Weist ein Kfz-Verkäufer den Käufer vor Abschluss des Kaufvertrages nicht darauf hin, dass das Fahrzeug nicht über ein in einem Internetinserat genanntes Ausstattungsmerkmal (z. B. eine Alarmanlage) verfügt, schuldet er vertraglich die Übergabe und Übereignung eines Fahrzeugs mit diesem Ausstattungsmerkmal. Das gelieferte Fahrzeug ist i. S. des § 434 I 1 BGB mangelhaft, wenn ihm die entsprechende Ausstattung fehlt.
AG Hoyerswerda, Urteil vom 06.03.2008 – 1 C 506/05
Sachverhalt: Die Parteien streiten um die Minderung des Kaufpreises für einen VW Multivan, den der Kläger von der Beklagten für 44.199 € erworben hat. Das Fahrzeug hatte die Beklagte zuvor mit dem vom Kläger gezahlten Kaufpreis im Internet beworben und dabei als Ausstattungsmerkmale unter anderem eine Mobiltelefonvorbereitung und eine Alarmanlage angegeben.
In der Folgezeit übersandte die Beklagte dem Kläger, vertreten durch den Zeugen Z, ein schriftliches Angebot vom 03.03.2004. Dieses enthielt eine umfangreiche technische Beschreibung des Fahrzeugs, in der weder eine Alarmanlage noch eine Telefonvorbereitung als Ausstattungsmerkmale genannt waren. Der Kaufpreis für den Multivan war mit 44.200 € angegeben.
Unter dem 04.03.2004 bestellte der Kläger daraufhin bei der Beklagten das streitgegenständliche Fahrzeug zum Preis von 44.199 €.
Der an den Kläger ausgelieferte Multivan war weder mit einer Telefonvorbereitung noch mit einer Alarmanlage ausgerüstet. Außerdem fehlte die Bedienungsanleitung für das Navigationssystem, die allerdings während des Rechtsstreits nachgeliefert wurde. Mit Schreiben vom 01.04.2004 forderte der Kläger die Beklagte deshalb – erfolglos – zur Nacherfüllung auf.
Mit der Klage verlangt der Kläger die Rückzahlung eines Teils des Kaufpreises (2.000 €) nebst Zinsen und behauptet, in dieser Höhe sei der Wert des Fahrzeugs wegen des Fehlens der Alarmanlage und der Telefonvorbereitung gemindert.
Die Beklagte behauptete, die Alarmanlage und die Telefonvorbereitung seien im Internet irrtümlich als Ausstattungsmerkmale aufgeführt gewesen.
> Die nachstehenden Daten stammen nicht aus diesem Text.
impl MemoryAdapter {
    pub fn new() -> Self {
        MemoryAdapter {
            capabilities: CapabilitySet::all(),
            collections: RwLock::new(HashMap::new()),
        }
    }

    /// Builds an adapter advertising a non-default capability set; used to
    /// exercise the facade's pre-dispatch capability check against a
    /// backend that deliberately lacks a feature.
    pub fn with_capabilities(capabilities: CapabilitySet) -> Self {
        MemoryAdapter {
            capabilities,
            collections: RwLock::new(HashMap::new()),
        }
    }

    fn new_etag() -> String {
        Uuid::new_v4().to_string()
    }

    fn resolved_value_for_put(returning: Option<Returning>, old: Option<&Value>, new: &Value) -> Option<Value> {
        match returning {
            Some(Returning::Old) => old.cloned(),
            Some(Returning::New) | None => Some(new.clone()),
        }
    }

    fn resolved_value_for_mutation(
        returning: Option<Returning>,
        old: Option<&Value>,
        new: Option<&Value>,
    ) -> Option<Value> {
        match returning {
            Some(Returning::Old) => old.cloned(),
            Some(Returning::New) => new.cloned(),
            None => None,
        }
    }
}

impl Default for MemoryAdapter {
    fn default() -> Self {
        Self::new()
    }
}

#[async_trait]
impl Adapter for MemoryAdapter {
    fn capabilities(&self) -> &CapabilitySet {
        &self.capabilities
    }

    async fn create_collection(&self, name: &str, if_not_exists: bool) -> StoreResult<CollectionStatus> {
        let mut collections = self.collections.write().unwrap();
        if collections.contains_key(name) {
            if if_not_exists {
                return Err(StoreError::conflict(format!("collection '{}' already exists", name)));
            }
            return Ok(CollectionStatus::Exists);
        }
        collections.insert(name.to_string(), Collection::default());
        Ok(CollectionStatus::Created)
    }

    async fn drop_collection(&self, name: &str, if_exists: bool) -> StoreResult<CollectionStatus> {
        let mut collections = self.collections.write().unwrap();
        if collections.remove(name).is_some() {
            Ok(CollectionStatus::Dropped)
        } else if if_exists {
            Err(StoreError::not_found(format!("collection '{}' does not exist", name)))
        } else {
            Ok(CollectionStatus::NotExists)
        }
    }

    async fn list_collections(&self) -> StoreResult<Vec<String>> {
        Ok(self.collections.read().unwrap().keys().cloned().collect())
    }

    async fn has_collection(&self, name: &str) -> StoreResult<bool> {
        Ok(self.collections.read().unwrap().contains_key(name))
    }

    async fn create_index(&self, collection: &str, index: IndexSpec) -> StoreResult<IndexStatus> {
        let mut collections = self.collections.write().unwrap();
        let coll = collections
            .get_mut(collection)
            .ok_or_else(|| StoreError::not_found(format!("collection '{}' does not exist", collection)))?;
        if coll.indexes.iter().any(|i| i.name == index.name) {
            return Ok(IndexStatus::Exists);
        }
        coll.indexes.push(index);
        Ok(IndexStatus::Created)
    }

    async fn drop_index(&self, collection: &str, name: &str) -> StoreResult<IndexStatus> {
        let mut collections = self.collections.write().unwrap();
        let coll = collections
            .get_mut(collection)
            .ok_or_else(|| StoreError::not_found(format!("collection '{}' does not exist", collection)))?;
        let before = coll.indexes.len();
        coll.indexes.retain(|i| i.name != name);
        if coll.indexes.len() < before {
            Ok(IndexStatus::Dropped)
        } else {
            Ok(IndexStatus::NotExists)
        }
    }

    async fn list_indexes(&self, collection: &str) -> StoreResult<Vec<IndexSpec>> {
        let collections = self.collections.read().unwrap();
        let coll = collections
            .get(collection)
            .ok_or_else(|| StoreError::not_found(format!("collection '{}' does not exist", collection)))?;
        Ok(coll.indexes.clone())
    }

    async fn get(&self, collection: &str, key: &Key, select: Option<&Select>) -> StoreResult<Option<Item>> {
        let collections = self.collections.read().unwrap();
        let Some(coll) = collections.get(collection) else {
            return Ok(None);
        };
        let Some(doc) = coll.documents.get(&(key.pk.clone(), key.id.clone())) else {
            return Ok(None);
        };
        let value = match select {
            Some(s) => eval::apply_select(&doc.value, s)?,
            None => doc.value.clone(),
        };
        Ok(Some(Item {
            key: key.clone(),
            value: Some(value),
            properties: Properties::new(doc.etag.clone()),
        }))
    }

    async fn put(
        &self,
        collection: &str,
        value: Value,
        where_: Option<&Expr>,
        returning: Option<Returning>,
    ) -> StoreResult<Item> {
        let key = Key::from_value(&value)?;
        let mut collections = self.collections.write().unwrap();
        let coll = collections.entry(collection.to_string()).or_default();
        let existing = coll.documents.get(&(key.pk.clone(), key.id.clone()));
        if let Some(expr) = where_ {
            let ctx = EvalContext::new(&key, existing.map(|d| d.etag.as_str()));
            let doc_ref = existing.map(|d| &d.value);
            if !eval::eval_predicate(expr, doc_ref, &ctx)? {
                return Err(StoreError::precondition_failed("PUT where clause did not hold"));
            }
        }
        let old_value = existing.map(|d| d.value.clone());
        let etag = Self::new_etag();
        coll.documents.insert(
            (key.pk.clone(), key.id.clone()),
            StoredDoc {
                value: value.clone(),
                etag: etag.clone(),
            },
        );
        Ok(Item {
            key: key.clone(),
            value: Self::resolved_value_for_put(returning, old_value.as_ref(), &value),
            properties: Properties::new(etag),
        })
    }

    async fn update(
        &self,
        collection: &str,
        key: &Key,
        set: &SetClause,
        where_: Option<&Expr>,
        returning: Option<Returning>,
    ) -> StoreResult<Item> {
        let mut collections = self.collections.write().unwrap();
        let coll = collections
            .get_mut(collection)
            .ok_or_else(|| StoreError::not_found(format!("collection '{}' does not exist", collection)))?;
        let existing = coll
            .documents
            .get(&(key.pk.clone(), key.id.clone()))
            .ok_or_else(|| StoreError::not_found(format!("no document for key {:?}", key)))?
            .clone();
        let ctx = EvalContext::new(key, Some(existing.etag.as_str()));
        if let Some(expr) = where_ {
            if !eval::eval_predicate(expr, Some(&existing.value), &ctx)? {
                return Err(StoreError::precondition_failed("UPDATE where clause did not hold"));
            }
        }
        let mut new_value = eval::apply_set(&existing.value, set, &ctx)?;
        // pk/id are never changed by an UPDATE, regardless of SET content.
        if let Some(m) = new_value.as_object_mut() {
            m.insert("pk".to_string(), Value::String(key.pk.clone()));
            m.insert("id".to_string(), Value::String(key.id.clone()));
        }
        let etag = Self::new_etag();
        coll.documents.insert(
            (key.pk.clone(), key.id.clone()),
            StoredDoc {
                value: new_value.clone(),
                etag: etag.clone(),
            },
        );
        Ok(Item {
            key: key.clone(),
            value: Self::resolved_value_for_mutation(returning, Some(&existing.value), Some(&new_value)),
            properties: Properties::new(etag),
        })
    }

    async fn delete(&self, collection: &str, key: &Key, where_: Option<&Expr>) -> StoreResult<()> {
        let mut collections = self.collections.write().unwrap();
        let coll = collections
            .get_mut(collection)
            .ok_or_else(|| StoreError::not_found(format!("collection '{}' does not exist", collection)))?;
        let existing = coll
            .documents
            .get(&(key.pk.clone(), key.id.clone()))
            .ok_or_else(|| StoreError::not_found(format!("no document for key {:?}", key)))?
            .clone();
        if let Some(expr) = where_ {
            let ctx = EvalContext::new(key, Some(existing.etag.as_str()));
            if !eval::eval_predicate(expr, Some(&existing.value), &ctx)? {
                return Err(StoreError::precondition_failed("DELETE where clause did not hold"));
            }
        }
        coll.documents.remove(&(key.pk.clone(), key.id.clone()));
        Ok(())
    }

    async fn query(&self, collection: &str, clause: &QueryClause) -> StoreResult<Vec<Value>> {
        let collections = self.collections.read().unwrap();
        let Some(coll) = collections.get(collection) else {
            return Ok(Vec::new());
        };
        let mut matched = filter_documents(coll, clause)?;
        eval::sort_documents(&mut matched, &clause.order_by)?;
        let matched = paginate(matched, clause.offset, clause.limit);
        match &clause.select {
            Some(select) => matched
                .into_iter()
                .map(|v| eval::apply_select(&v, select))
                .collect(),
            None => Ok(matched),
        }
    }

    async fn count(&self, collection: &str, clause: &QueryClause) -> StoreResult<u64> {
        let collections = self.collections.read().unwrap();
        let Some(coll) = collections.get(collection) else {
            return Ok(0);
        };
        Ok(filter_documents(coll, clause)?.len() as u64)
    }

    async fn batch(&self, ops: &[BoundDataOp]) -> StoreResult<Vec<OperationResult>> {
        let mut results = Vec::with_capacity(ops.len());
        for op in ops {
            let result = match op {
                BoundDataOp::Put {
                    collection,
                    value,
                    where_,
                    returning,
                } => self
                    .put(collection, value.clone(), where_.as_ref(), *returning)
                    .await
                    .map(|item| item.value),
                BoundDataOp::Update {
                    collection,
                    key,
                    set,
                    where_,
                    returning,
                } => self
                    .update(collection, key, set, where_.as_ref(), *returning)
                    .await
                    .map(|item| item.value),
                BoundDataOp::Delete { collection, key, where_ } => {
                    self.delete(collection, key, where_.as_ref()).await.map(|()| None)
                }
            };
            results.push(match result {
                Ok(v) => OperationResult::ok(v),
                Err(e) => OperationResult::err(&e),
            });
        }
        Ok(results)
    }

    async fn transact(&self, ops: &[BoundDataOp]) -> StoreResult<Vec<OperationResult>> {
        let mut collections = self.collections.write().unwrap();
        // Pass 1: every precondition must hold against the current
        // (unmutated) state before anything is applied.
        for op in ops {
            check_transact_precondition(&mut collections, op)?;
        }
        // Pass 2: apply for real; preconditions already verified so these
        // cannot fail for the same reason again.
        let mut results = Vec::with_capacity(ops.len());
        for op in ops {
            results.push(apply_transact_op(&mut collections, op)?);
        }
        Ok(results)
    }

    async fn close(&self) -> StoreResult<()> {
        Ok(())
    }
}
Richtig sei die Beschreibung des Fahrzeugs in dem schriftlichen Angebot vom 03.03.2004. Dem Kläger sei anlässlich eines telefonischen Beratungsgesprächs auch mitgeteilt worden, dass das Fahrzeug weder über eine Alarmanlage noch über eine Telefonvorbereitung verfüge.
Die Klage hatte teilweise Erfolg.
Aus den Gründen: I. … 1. Der Kläger hat einen Anspruch … auf Zahlung von 663 € aus Minderung des Kaufpreises gemäß §§ 433, 434 I 1, 437 Nr. 2, 441 BGB.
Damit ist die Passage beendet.